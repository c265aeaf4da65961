//! Transfer order models and status rules

use serde::{Deserialize, Serialize};

use super::OrderError;

/// Transfer order status: CREATED until a receive order is made against it.
/// There is no way back and no cancellation.
#[derive(Debug, Clone, Copy, PartialEq, Eq, Serialize, Deserialize)]
#[serde(rename_all = "SCREAMING_SNAKE_CASE")]
pub enum TransferOrderStatus {
    Created,
    Fulfilled,
}

impl TransferOrderStatus {
    pub fn as_str(&self) -> &'static str {
        match self {
            TransferOrderStatus::Created => "CREATED",
            TransferOrderStatus::Fulfilled => "FULFILLED",
        }
    }

    pub fn from_str(s: &str) -> Option<Self> {
        match s {
            "CREATED" => Some(TransferOrderStatus::Created),
            "FULFILLED" => Some(TransferOrderStatus::Fulfilled),
            _ => None,
        }
    }

    /// Status after a receive order is created against this transfer
    pub fn on_receipt(self) -> Result<Self, OrderError> {
        match self {
            TransferOrderStatus::Created => Ok(TransferOrderStatus::Fulfilled),
            TransferOrderStatus::Fulfilled => Err(OrderError::TransferAlreadyReceived),
        }
    }
}

/// Received minus sent for a transfer line, once it has been received.
/// Negative means loss in transit.
pub fn receipt_discrepancy(sent_quantity: i32, received_quantity: Option<i32>) -> Option<i32> {
    received_quantity.map(|received| received - sent_quantity)
}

EXERCISE BRIEF — Scan each line above for the string "Deserialize". Give the tally and nothing else.

EXERCISE RESULT — 2